I have searched and searched and haven't been able to find anything. It's not soft like plastic, which I guess means fewer PVCs, right? We're looking at investing in a bunch of melamine for the summer, because otherwise it's disposable, and we host most of our family gatherings because we have the biggest house/nicest yard/smallest dog







So I'm getting as much as I can via Freecycle and buying whatever else I need. I figure it's got to at least be better than regular plastic, you know?


----------



## HeatherB (Jan 30, 2003)

Yeah, I'm guessing it's at least as safe if not safer. Seems to me the things that are cheap to produce are generally the ones where corners are cut and stuff is added that's harmful. Melamine is NOT all that cheap and is definitely "harder" than most plastics. (Though it still shatters on my tile floors!)

I'm also going to hazard to guess that if there's not a TON of research out on it, it's probably not perceived as such a threat by most people. Could be 'cause you don't get teethers and toys and household products made of melamine, other than dishes!







But, hey, it's a theory...


----------



## cloudswinger (Jan 24, 2005)

Well, I know melamine is not microwavable, and can't be used on the stove or oven, so that kind of limits its use in the kitchen. People like the fridge to microwave convenience of regular plastic.

If you want an alternative to disposable plates you can check out this: http://www.joannehudson.com/shop/bro...FRssVAodKDRIWQ
Bamboo plates that biodegrade in 6 months.

I did find that it's been around since the 40's and those were sold as Melmac, and that it's getting highly collectable.

I think it's not used in more stuff because it is so hard and probably more brittle.
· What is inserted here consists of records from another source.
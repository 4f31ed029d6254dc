use std::path::PathBuf;
use std::sync::Arc;
use std::time::Duration;

use clap::Parser;
use error::AppError;
use tokio_util::sync::CancellationToken;
use tracing::{error, info, warn};
use tsget_engine::hls::{HlsConfigBuilder, HlsDownloader};
use tsget_engine::{DownloaderConfig, ReqwestFetcher};
use url::Url;

mod cli;
mod error;
mod utils;

use cli::CliArgs;
use utils::progress::ProgressManager;
use utils::{create_dirs, format_bytes, format_duration, parse_headers, validate_output_name};

#[global_allocator]
static GLOBAL: mimalloc::MiMalloc = mimalloc::MiMalloc;

fn main() {
    if let Err(e) = bootstrap() {
        eprintln!("Error: {e}");
        std::process::exit(1);
    }
}

/// Record a failed run; must be called while the log file guard is alive.
fn log_failure(e: &AppError) {
    error!(error = ?e, "Application failed");
}

/// Parse and check the manifest URL given on the command line.
fn parse_manifest_url(input: &str) -> Result<Url, AppError> {
    let url = Url::parse(input.trim())
        .map_err(|e| AppError::InvalidInput(format!("invalid URL '{input}': {e}")))?;
    match url.scheme() {
        "http" | "https" => Ok(url),
        scheme => Err(AppError::InvalidInput(format!(
            "unsupported URL scheme '{scheme}', expected http or https"
        ))),
    }
}

#[tokio::main]
async fn bootstrap() -> Result<(), AppError> {
    // Parse command-line arguments
    let args = CliArgs::parse();

    let save_path = match &args.save_path {
        Some(path) => path.clone(),
        None => std::env::current_dir()?,
    };
    create_dirs(&save_path).await?;

    // Setup logging
    let _log_guard = utils::logging::init_logging(&save_path, args.verbose)?;

    run(args, save_path).await.inspect_err(log_failure)
}

async fn run(args: CliArgs, save_path: PathBuf) -> Result<(), AppError> {
    let url = parse_manifest_url(&args.url)?;
    let name = validate_output_name(&args.output)?.to_string();
    if args.concurrency == 0 {
        return Err(AppError::InvalidInput(
            "concurrency must be at least 1".to_string(),
        ));
    }

    info!("==================================================================");
    info!("tsget {} - segmented media downloader", env!("CARGO_PKG_VERSION"));
    info!("==================================================================");
    info!(url = %url, save_path = %save_path.display(), output = %name, "Starting download");

    // Log HTTP timeout settings
    info!(
        "HTTP timeout configuration: overall={}s, connect={}s, read={}s",
        args.timeout, args.connect_timeout, args.read_timeout
    );

    let referer = args.host_type.host_of(&url);
    info!(host_type = ?args.host_type, referer = %referer, "Derived request host");

    // Create common download configuration
    let download_config = DownloaderConfig::builder()
        .with_timeout(Duration::from_secs(args.timeout))
        .with_connect_timeout(Duration::from_secs(args.connect_timeout))
        .with_read_timeout(Duration::from_secs(args.read_timeout))
        .with_referer(&referer)
        .with_cookie(&args.cookie)
        .with_headers(parse_headers(&args.headers))
        .danger_accept_invalid_certs(args.insecure)
        .build();

    // Create HLS-specific configuration
    let hls_config = args
        .extensions
        .iter()
        .fold(HlsConfigBuilder::new(), |builder, ext| {
            builder.add_segment_extension(ext)
        })
        .with_base_config(download_config)
        .download_concurrency(args.concurrency)
        .segment_retry_count(args.retry)
        .segment_retry_delay(Duration::from_secs(args.retry_delay))
        .max_playlist_depth(args.max_depth)
        .key_failure_policy(args.key_failure)
        .allow_partial(args.allow_partial)
        .remove_segments(args.remove_segments())
        .build();

    let fetcher = ReqwestFetcher::from_config(&hls_config.base)?;

    let cancel_token = CancellationToken::new();
    {
        let token = cancel_token.clone();
        tokio::spawn(async move {
            if tokio::signal::ctrl_c().await.is_ok() {
                warn!("Interrupt received, stopping after in-flight attempts");
                token.cancel();
            }
        });
    }

    let (events_tx, events_rx) = tokio::sync::mpsc::unbounded_channel();
    let progress_task = tokio::spawn(ProgressManager::new().run(events_rx));

    let downloader = HlsDownloader::with_fetcher(hls_config, Arc::new(fetcher))
        .with_cancellation_token(cancel_token)
        .with_events(events_tx);

    let result = downloader.download(&url, &save_path, &name).await;
    // Closing the channel lets the renderer finish.
    drop(downloader);
    let progress = progress_task
        .await
        .map_err(|e| AppError::Initialization(format!("progress renderer failed: {e}")))?;

    let report = result?;
    let output = report
        .output
        .as_ref()
        .map(|p| p.display().to_string())
        .unwrap_or_else(|| "-".to_string());
    info!(
        segments = report.outcomes.len(),
        completed = progress.completed,
        failed = progress.failed,
        retries = progress.retries,
        encrypted = report.encrypted,
        size = %format_bytes(report.merged_bytes),
        elapsed = %format_duration(report.elapsed),
        output = %output,
        "Download finished"
    );
    if !report.is_complete() {
        warn!(
            segment_dir = %report.segment_dir.display(),
            "Output is incomplete; failed segments were skipped"
        );
    }

    Ok(())
}

#[cfg(test)]
mod tests {
    use super::*;

    #[test]
    fn accepts_http_and_https_urls() {
        assert!(parse_manifest_url("https://example.com/a/index.m3u8").is_ok());
        assert!(parse_manifest_url(" http://example.com/index.m3u8 ").is_ok());
    }

    #[test]
    fn failures_reach_the_log_file() {
        let dir = tempfile::tempdir().unwrap();
        let appender = tracing_appender::rolling::never(dir.path(), "download.log");
        let (writer, guard) = tracing_appender::non_blocking(appender);
        let subscriber = tracing_subscriber::fmt()
            .with_writer(writer)
            .with_ansi(false)
            .finish();

        let err = parse_manifest_url("not a url").unwrap_err();
        tracing::subscriber::with_default(subscriber, || log_failure(&err));
        drop(guard);

        let log = std::fs::read_to_string(dir.path().join("download.log")).unwrap();
        assert!(log.contains("Application failed"));
        assert!(log.contains("invalid URL"));
    }

    #[test]
    fn rejects_malformed_or_unsupported_urls() {
        assert!(matches!(
            parse_manifest_url("not a url"),
            Err(AppError::InvalidInput(_))
        ));
        assert!(matches!(
            parse_manifest_url("ftp://example.com/index.m3u8"),
            Err(AppError::InvalidInput(_))
        ));
    }
}
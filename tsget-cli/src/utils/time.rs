use std::time::Duration;

/// Convert a duration to a human-readable format
pub fn format_duration(duration: Duration) -> String {
    let seconds = duration.as_secs_f64();
    if seconds >= 3600.0 {
        format!("{:.2}h", seconds / 3600.0)
    } else if seconds >= 60.0 {
        format!("{:.2}m", seconds / 60.0)
    } else {
        format!("{seconds:.2}s")
    }
}
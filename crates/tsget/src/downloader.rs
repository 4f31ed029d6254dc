use async_trait::async_trait;
use bytes::Bytes;
use futures::StreamExt;
use futures::stream::BoxStream;
use reqwest::Client;
use tracing::{debug, info};
use url::Url;

use crate::{DownloadError, DownloaderConfig};

/// Chunked response body.
pub type ByteStream = BoxStream<'static, Result<Bytes, DownloadError>>;

/// The HTTP capability the engine depends on: a GET issued with the run's
/// request profile, returning either the full body or a chunk stream.
///
/// Non-success statuses are reported as [`DownloadError::HttpStatus`].
#[async_trait]
pub trait HttpFetcher: Send + Sync {
    async fn fetch_bytes(&self, url: &Url, operation: &'static str)
    -> Result<Bytes, DownloadError>;

    async fn fetch_stream(
        &self,
        url: &Url,
        operation: &'static str,
    ) -> Result<ByteStream, DownloadError>;

    /// Fetch a textual resource. Invalid UTF-8 is replaced rather than rejected.
    async fn fetch_text(&self, url: &Url, operation: &'static str) -> Result<String, DownloadError> {
        let bytes = self.fetch_bytes(url, operation).await?;
        Ok(String::from_utf8_lossy(&bytes).into_owned())
    }
}

/// Create a reqwest Client with the provided configuration
pub fn create_client(config: &DownloaderConfig) -> Result<Client, DownloadError> {
    let mut client_builder = Client::builder()
        .pool_max_idle_per_host(5) // Allow multiple connections to same host
        .user_agent(&config.user_agent)
        .default_headers(config.headers.clone())
        .danger_accept_invalid_certs(config.danger_accept_invalid_certs)
        .redirect(if config.follow_redirects {
            reqwest::redirect::Policy::limited(10)
        } else {
            reqwest::redirect::Policy::none()
        });

    if !config.timeout.is_zero() {
        client_builder = client_builder.timeout(config.timeout);
    }

    if !config.connect_timeout.is_zero() {
        client_builder = client_builder.connect_timeout(config.connect_timeout);
    }

    if !config.read_timeout.is_zero() {
        client_builder = client_builder.read_timeout(config.read_timeout);
    }

    if config.danger_accept_invalid_certs {
        info!("TLS certificate verification disabled");
    }

    client_builder.build().map_err(DownloadError::from)
}

/// [`HttpFetcher`] backed by a shared `reqwest::Client`.
#[derive(Debug, Clone)]
pub struct ReqwestFetcher {
    client: Client,
}

impl ReqwestFetcher {
    pub fn new(client: Client) -> Self {
        Self { client }
    }

    pub fn from_config(config: &DownloaderConfig) -> Result<Self, DownloadError> {
        Ok(Self::new(create_client(config)?))
    }

    async fn send(
        &self,
        url: &Url,
        operation: &'static str,
    ) -> Result<reqwest::Response, DownloadError> {
        debug!(url = %url, operation, "GET");
        let response = self.client.get(url.clone()).send().await?;
        let status = response.status();
        if !status.is_success() {
            return Err(DownloadError::http_status(status, url.as_str(), operation));
        }
        Ok(response)
    }
}

#[async_trait]
impl HttpFetcher for ReqwestFetcher {
    async fn fetch_bytes(
        &self,
        url: &Url,
        operation: &'static str,
    ) -> Result<Bytes, DownloadError> {
        let response = self.send(url, operation).await?;
        response.bytes().await.map_err(DownloadError::from)
    }

    async fn fetch_stream(
        &self,
        url: &Url,
        operation: &'static str,
    ) -> Result<ByteStream, DownloadError> {
        let response = self.send(url, operation).await?;
        Ok(response
            .bytes_stream()
            .map(|chunk| chunk.map_err(DownloadError::from))
            .boxed())
    }
}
Who wants kids toys made from a plastic that breaks when you drop it. It's used as part of Formica and other laminates. Also Magic Eraser is melamine in foam form.


----------



## HeatherB (Jan 30, 2003)

I've seen the Bambu brand plates before and love the idea! I want the melamine for my kids to replace plastic (yuck), and the melamine really is pretty durable. It's designed to be "shatter proof," but I've had one or two breaks at particular angles on my VERY VERY hard tile floors. Still, other times it's fallen and been fine, so it really has to do with the angle and velocity.

Very interesting that Magic Eraser is made of melamine! I had no idea!

I need to look at the expense of the melamine dishes vs. the bamboo disposables. I see you can get 100 7" plates for $60, but how soon would we go through those? There are definitely some advantages to having non-disposable items, even if the disposable ones are biodegradable.


----------



## BusyMommy (Nov 20, 2001)

I *think* this was discussed here a long time ago.







: I think the consensus is that it's not safe but neither is it unsafe.









Don't use in the microwave or dishwasher. ANd, yes, they do break--I've broken a couple of plates and bowls.


----------



## AJP (Apr 30, 2003)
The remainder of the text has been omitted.